Transmission is the cables or microwave links that link our mast sites into our core network. Lots of people assume that a mobile phone signal bounces to a mast and then goes off to a satellite or into the ether. It does not; it goes along very large pipes that carry huge amounts of data. The transmission market, which Paul from Vodafone will talk about shortly, is predominantly provided by BT; so there are issues there.
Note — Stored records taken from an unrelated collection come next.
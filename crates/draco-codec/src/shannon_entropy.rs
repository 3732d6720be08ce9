/// Computes the number of bits needed to store the given symbols under a
/// Shannon-optimal code, plus the number of distinct symbols present.
pub fn compute_shannon_entropy(symbols: &[u32], max_value: u32) -> (u64, u32) {
    if symbols.is_empty() {
        return (0, 0);
    }
    let mut frequencies = vec![0u64; max_value as usize + 1];
    for &s in symbols {
        frequencies[s as usize] += 1;
    }

    let total = symbols.len() as f64;
    let mut num_unique = 0u32;
    let mut entropy_bits = 0.0f64;
    for &freq in &frequencies {
        if freq > 0 {
            num_unique += 1;
            let p = freq as f64 / total;
            entropy_bits += -p.log2() * freq as f64;
        }
    }
    (entropy_bits.ceil() as u64, num_unique)
}

#[cfg(test)]
mod tests {
    use super::*;

    #[test]
    fn test_uniform_symbols_have_zero_entropy() {
        let (bits, unique) = compute_shannon_entropy(&[5; 100], 5);
        assert_eq!(bits, 0);
        assert_eq!(unique, 1);
    }

    #[test]
    fn test_two_equiprobable_symbols() {
        let symbols: Vec<u32> = (0..64).map(|i| i & 1).collect();
        let (bits, unique) = compute_shannon_entropy(&symbols, 1);
        assert_eq!(bits, 64);
        assert_eq!(unique, 2);
    }
}
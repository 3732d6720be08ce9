/// Geometry container kinds (`enc_type` header byte).
#[derive(Debug, Clone, Copy, PartialEq, Eq)]
pub enum EncodedGeometryType {
    PointCloud = 0,
    TriangularMesh = 1,
}

/// Mesh coding methods (`enc_method` header byte for meshes).
#[derive(Debug, Clone, Copy, PartialEq, Eq)]
pub enum MeshEncodingMethod {
    Sequential = 0,
    Edgebreaker = 1,
}

/// Point cloud coding methods (`enc_method` header byte for clouds).
#[derive(Debug, Clone, Copy, PartialEq, Eq)]
pub enum PointCloudEncodingMethod {
    Sequential = 0,
    KdTree = 1,
}

/// Per-attribute sequential coder selector on the wire.
pub const SEQUENTIAL_ATTRIBUTE_ENCODER_GENERIC: u8 = 0;
pub const SEQUENTIAL_ATTRIBUTE_ENCODER_INTEGER: u8 = 1;
pub const SEQUENTIAL_ATTRIBUTE_ENCODER_QUANTIZATION: u8 = 2;
pub const SEQUENTIAL_ATTRIBUTE_ENCODER_NORMALS: u8 = 3;

/// Attribute element kinds on the wire (per-attribute decoder header).
pub const MESH_VERTEX_ATTRIBUTE: u8 = 0;
pub const MESH_CORNER_ATTRIBUTE: u8 = 1;
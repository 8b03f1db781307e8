mod runtime;
mod session;

pub use self::runtime::*;
pub use self::session::{OculusSession, OculusSessionCreator, DEFAULT_DETECT_TIMEOUT};
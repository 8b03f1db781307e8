use crate::gpu::{GpuContext, RenderTarget, TextureCopy};
use crate::{GpuResourceError, TextureBridge, TextureId, VRLayer};
use std::rc::Rc;

/// The offscreen target HMD frames are staged in, plus the texture copy
/// sessions use to move the host's scene texture onto runtime textures.
///
/// The bridge lives as long as the GPU context, not as long as a driver
/// session; the controller decides when it is allocated.
pub struct FrameBufferBridge {
    gpu: Rc<dyn GpuContext>,
    target: Option<RenderTarget>,
}

impl FrameBufferBridge {
    pub fn new(gpu: Rc<dyn GpuContext>) -> FrameBufferBridge {
        FrameBufferBridge {
            gpu: gpu,
            target: None,
        }
    }

    /// Creates the target, or replaces it when the size changed.
    /// If the new target cannot be created the previous one is kept.
    pub fn allocate(&mut self, width: u32, height: u32) -> Result<(), GpuResourceError> {
        if let Some(ref target) = self.target {
            if target.width == width && target.height == height {
                return Ok(());
            }
        }
        let target = self.gpu.create_render_target(width, height)?;
        if let Some(old) = self.target.replace(target) {
            self.gpu.destroy_render_target(&old);
        }
        Ok(())
    }

    pub fn release(&mut self) {
        if let Some(target) = self.target.take() {
            self.gpu.destroy_render_target(&target);
        }
    }

    pub fn is_allocated(&self) -> bool {
        self.target.is_some()
    }

    pub fn target(&self) -> Option<&RenderTarget> {
        self.target.as_ref()
    }

    pub fn dimensions(&self) -> Option<(u32, u32)> {
        self.target.map(|t| (t.width, t.height))
    }
}

impl TextureBridge for FrameBufferBridge {
    fn local_texture(&self) -> Result<(TextureId, u32, u32), GpuResourceError> {
        self.target
            .map(|t| (t.color, t.width, t.height))
            .ok_or(GpuResourceError::NotAllocated)
    }

    fn copy_in(&mut self,
               source: &VRLayer,
               destination: TextureId,
               size: (u32, u32),
               flip_vertical: bool)
               -> Result<(), GpuResourceError> {
        self.gpu.copy_texture(&TextureCopy {
            source: source.texture_id,
            source_target: source.texture_target,
            source_size: source.texture_size,
            destination: destination,
            destination_size: size,
            flip_vertical: flip_vertical,
        })
    }
}

impl Drop for FrameBufferBridge {
    fn drop(&mut self) {
        self.release();
    }
}
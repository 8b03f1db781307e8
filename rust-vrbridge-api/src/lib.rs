#[cfg(feature = "utils")]
extern crate time;

#[cfg(feature = "serde-serialization")]
#[macro_use]
extern crate serde_derive;

pub mod utils;

pub mod mock;
pub mod vr_device_info;
pub mod vr_driver;
pub mod vr_error;
pub mod vr_event;
pub mod vr_eye;
pub mod vr_field_view;
pub mod vr_frame_data;
pub mod vr_framebuffer;
pub mod vr_gamepad;
pub mod vr_layer;
pub mod vr_pose;
pub mod vr_service;
pub mod vr_session;

pub use mock::MockVRControlMsg;
pub use vr_device_info::VRDeviceInfo;
pub use vr_driver::{DriverCapability, DriverKind};
pub use vr_error::{ConfigureError, ConnectError, GpuResourceError, SessionError, SubmitError};
pub use vr_event::VRSessionEvent;
pub use vr_eye::{EyeDescriptor, VREye};
pub use vr_field_view::{Frustum, VRFieldOfView};
pub use vr_frame_data::FrameTrackingSnapshot;
pub use vr_framebuffer::FrameBufferDescriptor;
pub use vr_gamepad::{VRButton, VRControllerInput, VRHand};
pub use vr_layer::{TextureId, TextureTarget, VRLayer};
pub use vr_pose::{TrackedDevicePose, VRPose};
pub use vr_service::DriverSessionCreator;
pub use vr_session::{DriverSession, TextureBridge};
Mast sites are linked to planning and our ability to build. Assuming we have the mast sites, reception, which enables us to send signals, and a physical electrical power supply and transmission, it all then depends on how and where you site the mast. Masts and mobile phone signals are bound by the laws of physics, so you have to have clear line of sight from the antennae on the masts to the device. If you do not have that, you will not get coverage. Put simply, the higher you build, the greater the lines of sight from a mast site will be. It also means, though, that if you are in a village or in an area of outstanding natural beauty, and the people in that community want that mast hidden because it is something of an eyesore despite us doing everything we can to disguise them, they may want it put behind a line of trees. As soon as you do that, you reduce the coverage footprint.
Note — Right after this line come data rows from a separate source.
impl VrController {
    fn check_invariant(&self) {
        debug_assert_eq!(self.active.is_some(), self.state.driver_connected,
                         "active session and connection flag disagree");
        debug_assert!(!self.bridge.is_allocated() || (self.state.gpu_context_ready && self.state.driver_connected),
                      "GPU resources outlived the context or the session");
    }

    pub(crate) fn notify(&mut self, notification: VRNotification) {
        self.notifications.push(notification);
    }

    fn report(&mut self, error: VRError) {
        error!("{}", error);
        self.notifications.push(VRNotification::Error(error));
    }

    fn connect_driver(&mut self, kind: DriverKind) -> Result<(), VRError> {
        let mut session = match self.creators.iter().find(|c| c.kind() == kind) {
            Some(creator) => creator.new_session(),
            None => return Err(ConnectError::Unavailable.into()),
        };
        debug!("Connecting to {} driver", kind);
        let info = session.connect()?;
        let descriptor = match session.configure() {
            Ok(descriptor) => descriptor,
            Err(e) => {
                session.disconnect();
                return Err(ConnectError::Configure(e).into());
            }
        };

        info!("Connected to {} driver: {} ({}x{})", kind, info.name, descriptor.width, descriptor.height);
        self.apply_eye_configuration(&descriptor.eyes);
        self.last_known_dims = (descriptor.width, descriptor.height);
        self.active = Some(session);
        self.state.driver_connected = true;
        self.device_info = Some(info.clone());
        self.notifications.push(VRNotification::DeviceInfo(info));
        Ok(())
    }

    fn apply_eye_configuration(&mut self, eyes: &[EyeDescriptor; 2]) {
        self.eye_offsets = Some([eyes[0].pose, eyes[1].pose]);
        self.eye_fov = [eyes[0].field_of_view, eyes[1].field_of_view];
    }

    fn allocate_gpu_resources(&mut self) {
        if !(self.state.gpu_context_ready && self.state.driver_connected) {
            return;
        }
        let (width, height) = self.last_known_dims;
        if let Err(e) = self.bridge.allocate(width, height) {
            self.report(e.into());
        }
    }

    fn handle_session_events(&mut self, events: &[VRSessionEvent]) {
        for event in events {
            self.notifications.push(VRNotification::SessionEvent(*event));
            if *event == VRSessionEvent::ConfigurationChanged {
                self.reconfigure();
            }
        }
    }

    // Eye offsets or render size changed while connected.
    fn reconfigure(&mut self) {
        let configured = match self.active {
            Some(ref mut session) => session.configure(),
            None => return,
        };
        match configured {
            Ok(descriptor) => {
                self.apply_eye_configuration(&descriptor.eyes);
                let dims = (descriptor.width, descriptor.height);
                if dims != self.last_known_dims {
                    self.last_known_dims = dims;
                    self.notifications.push(VRNotification::RecommendedDimensions(dims.0, dims.1));
                    if self.bridge.is_allocated() {
                        self.allocate_gpu_resources();
                    }
                }
            }
            Err(e) => {
                self.report(e.into());
                self.disconnect();
            }
        }
    }

    fn update_eye_poses(&mut self, snapshot: &FrameTrackingSnapshot) {
        if let Some(ref eyes) = snapshot.eyes {
            self.eye_poses = [eyes[0].pose, eyes[1].pose];
            self.eye_fov = [eyes[0].field_of_view, eyes[1].field_of_view];
        } else if let (Some(offsets), Some(head)) = (self.eye_offsets.as_ref(), snapshot.head.as_ref()) {
            let head = &head.pose;
            self.eye_poses = [utils::compose(head, &offsets[0]), utils::compose(head, &offsets[1])];
        }
    }

    fn frame_outputs(&self, snapshot: Option<FrameTrackingSnapshot>) -> FrameOutputs {
        let view = &self.view;
        let eye = |eye: VREye| {
            let i = eye.index();
            EyeOutput {
                eye: eye,
                tracking: self.eye_poses[i],
                world: utils::compose(view, &self.eye_poses[i]),
                frustum: self.eye_fov[i].frustum(self.config.near_clip, self.config.far_clip),
            }
        };
        let eyes = [eye(VREye::Left), eye(VREye::Right)];

        match snapshot {
            Some(snapshot) => {
                let [left, right] = snapshot.hands;
                FrameOutputs {
                    eyes: eyes,
                    head: snapshot.head.map(|h| EntityOutput::new(h, view)),
                    hands: [left.map(|h| EntityOutput::new(h, view)), right.map(|h| EntityOutput::new(h, view))],
                    trackers: snapshot.trackers.into_iter().map(|t| EntityOutput::new(t, view)).collect(),
                }
            }
            None => FrameOutputs {
                eyes: eyes,
                head: None,
                hands: [None, None],
                trackers: Vec::new(),
            },
        }
    }

    fn submit_to_driver(&mut self, layer: &VRLayer) -> Result<(), VRError> {
        if !self.state.gpu_context_ready {
            return Err(GpuResourceError::NoContext.into());
        }
        let (target_width, target_height) = self.last_known_dims;
        self.bridge.allocate(target_width, target_height)?;

        let submitted = match self.active {
            Some(ref mut session) => session.submit_frame(&mut self.bridge, layer),
            None => return Ok(()),
        };
        match submitted {
            Ok(()) => Ok(()),
            Err(e) => {
                if e.is_fatal() {
                    error!("Lost VR session while submitting: {}", e);
                    self.disconnect();
                }
                Err(e.into())
            }
        }
    }
}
Coverage is also impacted by building materials in an area. Signals are particularly susceptible to bouncing off concrete. You will also be affected by the basic geography of a place; so, if you can build on a hill, you will get better coverage because you will be that much higher. You can then provide coverage for all the dwellings at a lower area.
So, we are constrained by physics, geography, legislation and regulation in what we can build and how it operates. In a perfect world, we would build in the centre of communities and on the highest ground to provide as many dwellings in that community with the best coverage possible. We cannot always do that, and we have to operate within a regulatory and legislative framework. That means that the coverage we provide in some areas is not as good as we would like it to be. However, there are things that the devolved Government here in Northern Ireland and the Government in Westminster can do to improve coverage and make it much easier for us to build mast sites in appropriate places and enable the science to work to its best extent.
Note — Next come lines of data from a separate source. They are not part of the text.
//! Process-wide bookkeeping of which vendor runtimes are initialized.
//!
//! Vendor runtimes are process singletons: they must be initialized once before
//! the first session and shut down after the last one. Sessions take a
//! [`RuntimeLease`] instead of toggling a global flag, so two sessions of the
//! same backend share one initialization.

use crate::DriverKind;
use std::collections::HashMap;
use std::sync::{Arc, Mutex, MutexGuard, OnceLock};

static GLOBAL_REGISTRY: OnceLock<Arc<RuntimeRegistry>> = OnceLock::new();

#[derive(Default)]
pub struct RuntimeRegistry {
    leases: Mutex<HashMap<DriverKind, usize>>,
}

impl RuntimeRegistry {
    pub fn new() -> Arc<RuntimeRegistry> {
        Arc::new(RuntimeRegistry::default())
    }

    pub fn global() -> Arc<RuntimeRegistry> {
        GLOBAL_REGISTRY.get_or_init(RuntimeRegistry::new).clone()
    }

    /// Takes a lease on `kind`, running `init` if no lease is outstanding.
    /// When `init` fails no lease is taken.
    pub fn acquire<F, E>(self: &Arc<Self>, kind: DriverKind, init: F) -> Result<RuntimeLease, E>
        where F: FnOnce() -> Result<(), E>
    {
        let mut leases = self.lock();
        let count = leases.entry(kind).or_insert(0);
        if *count == 0 {
            debug!("Initializing {} runtime", kind);
            init()?;
        }
        *count += 1;
        Ok(RuntimeLease {
            registry: self.clone(),
            kind: kind,
            released: false,
        })
    }

    pub fn lease_count(&self, kind: DriverKind) -> usize {
        self.lock().get(&kind).cloned().unwrap_or(0)
    }

    fn lock(&self) -> MutexGuard<'_, HashMap<DriverKind, usize>> {
        // A panic while holding the lock cannot leave the counters half-updated.
        match self.leases.lock() {
            Ok(guard) => guard,
            Err(poisoned) => poisoned.into_inner(),
        }
    }

    // Returns true when this was the last lease.
    fn decrement(&self, kind: DriverKind) -> bool {
        let mut leases = self.lock();
        match leases.get_mut(&kind) {
            Some(count) if *count > 0 => {
                *count -= 1;
                *count == 0
            }
            _ => {
                warn!("Released a {} runtime lease that was never taken", kind);
                false
            }
        }
    }
}

pub struct RuntimeLease {
    registry: Arc<RuntimeRegistry>,
    kind: DriverKind,
    released: bool,
}

impl RuntimeLease {
    pub fn kind(&self) -> DriverKind {
        self.kind
    }

    /// Gives the lease back, running `shutdown` if it was the last one.
    pub fn release<F: FnOnce()>(mut self, shutdown: F) {
        self.released = true;
        if self.registry.decrement(self.kind) {
            debug!("Shutting down {} runtime", self.kind);
            shutdown();
        }
    }
}

impl Drop for RuntimeLease {
    fn drop(&mut self) {
        if !self.released {
            warn!("{} runtime lease dropped without release; runtime left initialized", self.kind);
            self.registry.decrement(self.kind);
        }
    }
}

#[cfg(test)]
mod tests {
    use super::*;
    use std::cell::Cell;

    #[test]
    fn init_once_and_shutdown_after_last_lease() {
        let registry = RuntimeRegistry::new();
        let inits = Cell::new(0);
        let shutdowns = Cell::new(0);
        let init = || -> Result<(), String> {
            inits.set(inits.get() + 1);
            Ok(())
        };

        let first = registry.acquire(DriverKind::OpenVR, init).unwrap();
        let second = registry.acquire(DriverKind::OpenVR, init).unwrap();
        assert_eq!(inits.get(), 1);
        assert_eq!(registry.lease_count(DriverKind::OpenVR), 2);

        first.release(|| shutdowns.set(shutdowns.get() + 1));
        assert_eq!(shutdowns.get(), 0);
        second.release(|| shutdowns.set(shutdowns.get() + 1));
        assert_eq!(shutdowns.get(), 1);
        assert_eq!(registry.lease_count(DriverKind::OpenVR), 0);
    }

    #[test]
    fn failed_init_takes_no_lease() {
        let registry = RuntimeRegistry::new();
        let result = registry.acquire(DriverKind::Oculus, || Err("no service"));
        assert!(result.is_err());
        assert_eq!(registry.lease_count(DriverKind::Oculus), 0);
    }

    #[test]
    fn backends_are_counted_separately() {
        let registry = RuntimeRegistry::new();
        let lease = registry.acquire(DriverKind::Oculus, || Ok::<(), ()>(())).unwrap();
        assert_eq!(registry.lease_count(DriverKind::OpenVR), 0);
        drop(lease);
        assert_eq!(registry.lease_count(DriverKind::Oculus), 0);
    }
}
Mr Paul Morris (Vodafone): Good morning, everyone. Vodafone, like my colleagues here, has been investing across the UK. We are about half way through a £2 billion investment programme. In Northern Ireland, we are a little over half way through the improvements.
I noted today that my 4G in this building works. When I came here last time, it was not as good; so, there is an improvement in the building. Those improvements have been most noted in the major cities and towns of Northern Ireland, but we are just starting to roll out to rural areas. I know you will come back and say, "My area does not work". We should have a discussion about that.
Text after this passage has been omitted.